PROTEIN PACKED QUINOA BREAKFAST
I love this breakfast!! Buying bulk quinoa is more economical, and a trip
to a nearby health food store takes care of that. I also buy my lentils in bulk.
Once you make a recipe the first time it is easier to make it after that. It is no
bigger deal to do than steel cut oatmeal and this one is full of protein, getting your day off to a good start. Since I am lactose intolerant, I use rice milk: it works fine. I love the pecans but you can use any kind of nut instead. This recipe feeds 4 .

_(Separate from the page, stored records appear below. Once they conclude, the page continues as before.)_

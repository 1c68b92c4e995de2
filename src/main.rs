//! CLI entry point for the resource fetcher.

use std::io::{self, Write};
use std::process::ExitCode;

use anyhow::{Context, Result};
use bytes::Bytes;
use clap::Parser;
use fetcher_core::fetch::{FetchOptions, Fetcher, FetcherConfig, RequestBody};
use futures_util::future::join_all;
use tracing::{debug, info, warn};

mod cli;
mod output;

use cli::Args;
use output::{ResultLine, target_paths};

#[tokio::main]
async fn main() -> Result<ExitCode> {
    // Parse CLI arguments first (before tracing, so --help works without logs)
    let args = Args::parse();

    // Priority: RUST_LOG env var > quiet flag > verbose flag > default (info)
    let default_level = if args.quiet {
        "error"
    } else {
        match args.verbose {
            0 => "info",
            1 => "debug",
            _ => "trace",
        }
    };

    let filter = tracing_subscriber::EnvFilter::try_from_default_env()
        .unwrap_or_else(|_| tracing_subscriber::EnvFilter::new(default_level));

    // stdout carries only result lines
    tracing_subscriber::fmt()
        .with_env_filter(filter)
        .with_writer(io::stderr)
        .init();

    debug!(?args, "CLI arguments parsed");

    let config = FetcherConfig::new(
        usize::from(args.concurrency),
        args.timeout,
        u32::from(args.retries),
    )
    .context("invalid fetcher configuration")?;

    let targets = match &args.output_dir {
        Some(dir) => {
            tokio::fs::create_dir_all(dir)
                .await
                .with_context(|| format!("cannot create output directory {}", dir.display()))?;
            target_paths(dir, &args.urls).into_iter().map(Some).collect()
        }
        None => vec![None; args.urls.len()],
    };

    let base_options = request_options(&args);
    let fetcher = Fetcher::new(config);

    info!(
        urls = args.urls.len(),
        concurrency = args.concurrency,
        "Fetching"
    );

    let fetches = args.urls.iter().zip(targets).map(|(url, target)| {
        let options = match target {
            Some(path) => base_options.clone().stream_to(path),
            None => base_options.clone(),
        };
        fetcher.fetch(url, options)
    });
    let results = join_all(fetches).await;
    fetcher.close();

    let mut stdout = io::stdout().lock();
    let mut failures = 0usize;
    for (url, result) in args.urls.iter().zip(&results) {
        if let Err(err) = result {
            warn!(error = %err, attempts = err.attempts(), "Fetch failed");
            failures += 1;
        }
        let line = ResultLine::from_result(url, result);
        serde_json::to_writer(&mut stdout, &line).context("failed to encode result")?;
        writeln!(stdout).context("failed to write result")?;
    }
    stdout.flush().context("failed to flush stdout")?;

    info!(
        fetched = results.len() - failures,
        failed = failures,
        "Done"
    );

    Ok(if failures == 0 {
        ExitCode::SUCCESS
    } else {
        ExitCode::FAILURE
    })
}

/// Options shared by every URL of one invocation.
fn request_options(args: &Args) -> FetchOptions {
    let mut options = FetchOptions::new().method(args.method.into());
    for (name, value) in &args.headers {
        options = options.header(name.clone(), value.clone());
    }
    if let Some(data) = &args.data {
        options = options.body(RequestBody::Bytes(Bytes::from(data.clone())));
    }
    options
}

1 cup organic 1% low fat milk
1 cup water
1 cup organic quinoa (always rinse quinoa, you will need a med size fine mesh strainer)

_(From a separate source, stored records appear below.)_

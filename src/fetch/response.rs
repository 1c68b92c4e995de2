//! The response contract the resource builder consumes.
//!
//! [`FetchResponse`] is implemented for [`reqwest::Response`]; tests supply
//! in-memory fakes so materialization can be exercised without a socket.

use std::future::Future;
use std::pin::Pin;

use bytes::Bytes;
use encoding_rs::Encoding;
use futures_util::{Stream, StreamExt};
use reqwest::header::CONTENT_TYPE;

use super::constants::DEFAULT_TEXT_ENCODING;
use super::error::AttemptError;

/// Boxed stream of body chunks.
pub type ChunkStream = Pin<Box<dyn Stream<Item = Result<Bytes, AttemptError>> + Send>>;

/// An open HTTP response whose body has not been consumed yet.
pub trait FetchResponse: Send {
    /// URL after redirects.
    fn final_url(&self) -> &str;

    /// HTTP status code.
    fn status(&self) -> u16;

    /// All response headers, in the order received.
    fn headers(&self) -> Vec<(String, String)>;

    /// First value of the header `name`, compared case-insensitively.
    fn header(&self, name: &str) -> Option<String> {
        self.headers()
            .into_iter()
            .find(|(key, _)| key.eq_ignore_ascii_case(name))
            .map(|(_, value)| value)
    }

    /// Text encoding declared for the body, if any.
    fn text_encoding(&self) -> Option<String> {
        detect_text_encoding(self.header(CONTENT_TYPE.as_str()).as_deref())
    }

    /// Reads the entire body into memory.
    fn read_body(self) -> impl Future<Output = Result<Bytes, AttemptError>> + Send;

    /// Consumes the response as a stream of body chunks.
    fn into_chunks(self) -> ChunkStream;
}

impl FetchResponse for reqwest::Response {
    fn final_url(&self) -> &str {
        self.url().as_str()
    }

    fn status(&self) -> u16 {
        self.status().as_u16()
    }

    fn headers(&self) -> Vec<(String, String)> {
        self.headers()
            .iter()
            .map(|(name, value)| {
                (
                    name.as_str().to_string(),
                    String::from_utf8_lossy(value.as_bytes()).into_owned(),
                )
            })
            .collect()
    }

    fn header(&self, name: &str) -> Option<String> {
        self.headers()
            .get(name)
            .map(|value| String::from_utf8_lossy(value.as_bytes()).into_owned())
    }

    fn read_body(self) -> impl Future<Output = Result<Bytes, AttemptError>> + Send {
        async move {
            let url = self.url().to_string();
            self.bytes()
                .await
                .map_err(|e| AttemptError::transport(url, e))
        }
    }

    fn into_chunks(self) -> ChunkStream {
        let url = self.url().to_string();
        Box::pin(
            self.bytes_stream()
                .map(move |chunk| chunk.map_err(|e| AttemptError::transport(url.clone(), e))),
        )
    }
}

/// Detects the text encoding from a `Content-Type` value.
///
/// Uses the `charset` parameter when present, normalized to its canonical
/// name (`UTF8` becomes `utf-8`). JSON media types default to `utf-8`.
#[must_use]
pub fn detect_text_encoding(content_type: Option<&str>) -> Option<String> {
    let content_type = content_type?;
    let mut parts = content_type.split(';');
    let mime = parts.next().unwrap_or_default().trim().to_ascii_lowercase();

    let charset = parts.find_map(|param| {
        let (key, value) = param.split_once('=')?;
        key.trim()
            .eq_ignore_ascii_case("charset")
            .then(|| value.trim().trim_matches('"'))
    });

    match charset {
        Some(charset) if !charset.is_empty() => Some(normalize_charset(charset)),
        _ if mime == "application/json" || mime.ends_with("+json") => {
            Some(DEFAULT_TEXT_ENCODING.to_string())
        }
        _ => None,
    }
}

/// Encoding of a body that was read without a declared charset.
///
/// A byte order mark decides; otherwise `utf-8`.
#[must_use]
pub fn sniff_body_encoding(content: &[u8]) -> String {
    Encoding::for_bom(content)
        .map_or(DEFAULT_TEXT_ENCODING, |(encoding, _)| encoding.name())
        .to_ascii_lowercase()
}

/// Unknown labels are kept, lower-cased.
fn normalize_charset(label: &str) -> String {
    Encoding::for_label(label.as_bytes()).map_or_else(
        || label.to_ascii_lowercase(),
        |encoding| encoding.name().to_ascii_lowercase(),
    )
}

2 cups fresh blackberries (or any fruit)
1/2 tsp ground cinnamon
1/3 cup chopped pecans, roasted on stovetop in dry skillet or in toaster oven.

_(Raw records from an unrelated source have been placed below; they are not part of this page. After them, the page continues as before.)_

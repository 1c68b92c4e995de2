//! CLI argument definitions using clap derive macros.

use std::path::PathBuf;

use clap::{Parser, ValueEnum};

use fetcher_core::{DEFAULT_CONCURRENCY, DEFAULT_MAX_ATTEMPTS, DEFAULT_TIMEOUT_SECS};

/// Fetch HTTP resources concurrently, with retries and SHA-256 digests.
///
/// Each result is printed to stdout as one JSON line. Logs go to stderr.
#[derive(Parser, Debug)]
#[command(name = "resource-fetcher")]
#[command(author, version, about)]
pub struct Args {
    /// URLs to fetch
    #[arg(required = true, value_name = "URL")]
    pub urls: Vec<String>,

    /// Increase output verbosity (-v for debug, -vv for trace)
    #[arg(short, long, action = clap::ArgAction::Count)]
    pub verbose: u8,

    /// Suppress non-error output
    #[arg(short, long)]
    pub quiet: bool,

    /// Maximum concurrent fetches (1-100)
    #[arg(short = 'c', long, default_value_t = DEFAULT_CONCURRENCY as u8, value_parser = clap::value_parser!(u8).range(1..=100))]
    pub concurrency: u8,

    /// Per-attempt timeout in seconds
    #[arg(short = 't', long, default_value_t = DEFAULT_TIMEOUT_SECS, value_parser = parse_timeout)]
    pub timeout: f64,

    /// Maximum attempts per URL, including the first (1-10)
    #[arg(short = 'r', long, default_value_t = DEFAULT_MAX_ATTEMPTS as u8, value_parser = clap::value_parser!(u8).range(1..=10))]
    pub retries: u8,

    /// HTTP method
    #[arg(short = 'X', long, value_enum, ignore_case = true, default_value_t = HttpMethod::Get)]
    pub method: HttpMethod,

    /// Extra request header as 'Name: value' (repeatable)
    #[arg(short = 'H', long = "header", value_name = "HEADER", value_parser = parse_header)]
    pub headers: Vec<(String, String)>,

    /// Raw request body
    #[arg(short = 'd', long)]
    pub data: Option<String>,

    /// Stream each body into a file in this directory instead of memory
    #[arg(short = 'o', long, value_name = "DIR")]
    pub output_dir: Option<PathBuf>,
}

/// Methods the fetcher supports.
#[derive(ValueEnum, Clone, Copy, Debug, PartialEq, Eq)]
pub enum HttpMethod {
    Get,
    Post,
}

impl From<HttpMethod> for reqwest::Method {
    fn from(method: HttpMethod) -> Self {
        match method {
            HttpMethod::Get => Self::GET,
            HttpMethod::Post => Self::POST,
        }
    }
}

fn parse_header(raw: &str) -> Result<(String, String), String> {
    let (name, value) = raw
        .split_once(':')
        .ok_or_else(|| format!("expected 'Name: value', got '{raw}'"))?;
    let name = name.trim();
    if name.is_empty() {
        return Err(format!("missing header name in '{raw}'"));
    }
    Ok((name.to_string(), value.trim().to_string()))
}

fn parse_timeout(raw: &str) -> Result<f64, String> {
    let value: f64 = raw
        .parse()
        .map_err(|_| format!("'{raw}' is not a number of seconds"))?;
    if value.is_finite() && value > 0.0 {
        Ok(value)
    } else {
        Err(format!("timeout must be positive, got {raw}"))
    }
}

4 tsps organic Agave nectar (plant substitute for sugar)
Combine milk, water, rinsed quinoa in med sauce pan. Bring to boil over high heat.
Reduce heat to med-low, cover and simmer 5 minutes or until most of liquid is absorbed. Turn off heat, let stand covered for 5 minutes. Stir in blackberries and cinnamon: transfer to four bowls and top with pecans. Drizzle one tsp agave syrup over each serving.